Quelques souffles innocents ont été décrits.
Un souffle apexien, doux, musical, vibratoire et positionnel (disparaissant à l’orthostatisme) est parfois perçu entre 2 ans et l’adolescence (souffle de Still). Il serait lié aux vibrations du flux sanguin éjecté dans la chambre de chasse du ventricule gauche. C’est un des souffles innocents les plus fréquents.
Un souffle pulmonaire au bord gauche du sternum, systolique, aigu, doux, positionnel (diminuant à l’orthostatisme), sans click, avec irradiation dans le dos et en axillaire est lié au flux normal à travers la voie de sortie du ventricule droit.
Un souffle bénin de sténose pulmonaire périphérique du nouveau-né est un souffle innocent créé par la disparité de calibre entre le tronc artériel pulmonaire et les branches pulmonaires à cet âge. Durant la vie fœtale, 90 % du flux dans l’artère pulmonaire est dirigé vers le canal artériel. Les branches pulmonaires du nouveau-né sont de ce fait physiologiquement moins larges et naissent avec un angle plus aigu qu’observé chez l’enfant. Ces particularités anatomiques peuvent générer un souffle fonctionnel systolique au bord gauche du sternum irradiant dans le dos.
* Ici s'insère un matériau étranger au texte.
//! User repository
//!
//! - `UserRepository` trait defining the interface for user data access
//! - `SqlxUserRepository` implementing the trait for SQLite and MySQL

use crate::db::{Backend, DynDatabasePool};
use crate::models::{CreateUserInput, User};
use anyhow::{Context, Result};
use async_trait::async_trait;
use chrono::Utc;
use sqlx::{MySqlPool, Row, SqlitePool};
use std::sync::Arc;

/// User repository trait
#[async_trait]
pub trait UserRepository: Send + Sync {
    /// Insert a user. Duplicate `auth_uid` or username surfaces as a unique
    /// violation in the error chain.
    async fn create(&self, input: &CreateUserInput) -> Result<User>;

    async fn get_by_id(&self, id: i64) -> Result<Option<User>>;

    async fn get_by_auth_uid(&self, auth_uid: &str) -> Result<Option<User>>;

    /// First user registered with this email
    async fn get_by_email(&self, email: &str) -> Result<Option<User>>;

    async fn username_exists(&self, username: &str) -> Result<bool>;
}

/// SQLx-based user repository implementation
pub struct SqlxUserRepository {
    pool: DynDatabasePool,
}

impl SqlxUserRepository {
    pub fn new(pool: DynDatabasePool) -> Self {
        Self { pool }
    }

    /// Create a boxed repository for use with dependency injection
    pub fn boxed(pool: DynDatabasePool) -> Arc<dyn UserRepository> {
        Arc::new(Self::new(pool))
    }
}

const USER_COLUMNS: &str =
    "id, auth_uid, username, email, display_name, avatar_url, bio, created_at, updated_at";

#[async_trait]
impl UserRepository for SqlxUserRepository {
    async fn create(&self, input: &CreateUserInput) -> Result<User> {
        match self.pool.backend() {
            Backend::Sqlite(pool) => create_user_sqlite(pool, input).await,
            Backend::Mysql(pool) => create_user_mysql(pool, input).await,
        }
    }

    async fn get_by_id(&self, id: i64) -> Result<Option<User>> {
        let sql = format!("SELECT {} FROM users WHERE id = ?", USER_COLUMNS);
        match self.pool.backend() {
            Backend::Sqlite(pool) => {
                let row = sqlx::query(&sql)
                    .bind(id)
                    .fetch_optional(pool)
                    .await
                    .context("Failed to get user by id")?;
                row.as_ref().map(row_to_user_sqlite).transpose()
            }
            Backend::Mysql(pool) => {
                let row = sqlx::query(&sql)
                    .bind(id)
                    .fetch_optional(pool)
                    .await
                    .context("Failed to get user by id")?;
                row.as_ref().map(row_to_user_mysql).transpose()
            }
        }
    }

    async fn get_by_auth_uid(&self, auth_uid: &str) -> Result<Option<User>> {
        let sql = format!("SELECT {} FROM users WHERE auth_uid = ?", USER_COLUMNS);
        match self.pool.backend() {
            Backend::Sqlite(pool) => {
                let row = sqlx::query(&sql)
                    .bind(auth_uid)
                    .fetch_optional(pool)
                    .await
                    .context("Failed to get user by auth_uid")?;
                row.as_ref().map(row_to_user_sqlite).transpose()
            }
            Backend::Mysql(pool) => {
                let row = sqlx::query(&sql)
                    .bind(auth_uid)
                    .fetch_optional(pool)
                    .await
                    .context("Failed to get user by auth_uid")?;
                row.as_ref().map(row_to_user_mysql).transpose()
            }
        }
    }

    async fn get_by_email(&self, email: &str) -> Result<Option<User>> {
        let sql = format!(
            "SELECT {} FROM users WHERE email = ? ORDER BY id LIMIT 1",
            USER_COLUMNS
        );
        match self.pool.backend() {
            Backend::Sqlite(pool) => {
                let row = sqlx::query(&sql)
                    .bind(email)
                    .fetch_optional(pool)
                    .await
                    .context("Failed to get user by email")?;
                row.as_ref().map(row_to_user_sqlite).transpose()
            }
            Backend::Mysql(pool) => {
                let row = sqlx::query(&sql)
                    .bind(email)
                    .fetch_optional(pool)
                    .await
                    .context("Failed to get user by email")?;
                row.as_ref().map(row_to_user_mysql).transpose()
            }
        }
    }

    async fn username_exists(&self, username: &str) -> Result<bool> {
        let sql = "SELECT COUNT(*) FROM users WHERE username = ?";
        let count: i64 = match self.pool.backend() {
            Backend::Sqlite(pool) => sqlx::query_scalar(sql).bind(username).fetch_one(pool).await,
            Backend::Mysql(pool) => sqlx::query_scalar(sql).bind(username).fetch_one(pool).await,
        }
        .context("Failed to check username")?;
        Ok(count > 0)
    }
}

// ============================================================================
// SQLite implementations
// ============================================================================

async fn create_user_sqlite(pool: &SqlitePool, input: &CreateUserInput) -> Result<User> {
    let now = Utc::now();

    let result = sqlx::query(
        r#"
        INSERT INTO users (auth_uid, username, email, display_name, avatar_url, bio, created_at, updated_at)
        VALUES (?, ?, ?, ?, ?, ?, ?, ?)
        "#,
    )
    .bind(&input.auth_uid)
    .bind(&input.username)
    .bind(&input.email)
    .bind(&input.display_name)
    .bind(&input.avatar_url)
    .bind(&input.bio)
    .bind(now)
    .bind(now)
    .execute(pool)
    .await
    .context("Failed to insert user")?;

    Ok(User {
        id: result.last_insert_rowid(),
        auth_uid: input.auth_uid.clone(),
        username: input.username.clone(),
        email: input.email.clone(),
        display_name: input.display_name.clone(),
        avatar_url: input.avatar_url.clone(),
        bio: input.bio.clone(),
        created_at: now,
        updated_at: now,
    })
}

fn row_to_user_sqlite(row: &sqlx::sqlite::SqliteRow) -> Result<User> {
    Ok(User {
        id: row.try_get("id")?,
        auth_uid: row.try_get("auth_uid")?,
        username: row.try_get("username")?,
        email: row.try_get("email")?,
        display_name: row.try_get("display_name")?,
        avatar_url: row.try_get("avatar_url")?,
        bio: row.try_get("bio")?,
        created_at: row.try_get("created_at")?,
        updated_at: row.try_get("updated_at")?,
    })
}

// ============================================================================
// MySQL implementations
// ============================================================================

async fn create_user_mysql(pool: &MySqlPool, input: &CreateUserInput) -> Result<User> {
    let now = Utc::now();

    let result = sqlx::query(
        r#"
        INSERT INTO users (auth_uid, username, email, display_name, avatar_url, bio, created_at, updated_at)
        VALUES (?, ?, ?, ?, ?, ?, ?, ?)
        "#,
    )
    .bind(&input.auth_uid)
    .bind(&input.username)
    .bind(&input.email)
    .bind(&input.display_name)
    .bind(&input.avatar_url)
    .bind(&input.bio)
    .bind(now)
    .bind(now)
    .execute(pool)
    .await
    .context("Failed to insert user")?;

    Ok(User {
        id: result.last_insert_id() as i64,
        auth_uid: input.auth_uid.clone(),
        username: input.username.clone(),
        email: input.email.clone(),
        display_name: input.display_name.clone(),
        avatar_url: input.avatar_url.clone(),
        bio: input.bio.clone(),
        created_at: now,
        updated_at: now,
    })
}

fn row_to_user_mysql(row: &sqlx::mysql::MySqlRow) -> Result<User> {
    Ok(User {
        id: row.try_get("id")?,
        auth_uid: row.try_get("auth_uid")?,
        username: row.try_get("username")?,
        email: row.try_get("email")?,
        display_name: row.try_get("display_name")?,
        avatar_url: row.try_get("avatar_url")?,
        bio: row.try_get("bio")?,
        created_at: row.try_get("created_at")?,
        updated_at: row.try_get("updated_at")?,
    })
}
Un souffle fonctionnel mammaire est entendu sur la paroi thoracique (antérieur, aigu, doux, parfois prolongé en diastole, bilatéral) et correspondrait au flux sanguin à travers les artères mammaires internes.
Un souffle innocent haut situé avec irradiation dans les carotides et dans les creux sus-claviculaires est lié au flux systémique normal à travers la crosse aortique.
Un souffle innocent veineux continu est de tonalité grave, bilatéral, positionnel, augmentant en diastole et disparaissant lors de la rotation de la nuque, entendu entre 3 et 8 ans.
Examens complémentaires et avis spécialisé
Cardiopathies congénitales les plus fréquentes
Communications interventriculaires
En cas de communication interventriculaire de petite taille, l’enfant est asymptomatique. Le souffle cardiaque de communication interventriculaire est intense, du fait de pressions artérielles pulmonaires basses et ainsi d’un gradient transventriculaire gauche-droit important.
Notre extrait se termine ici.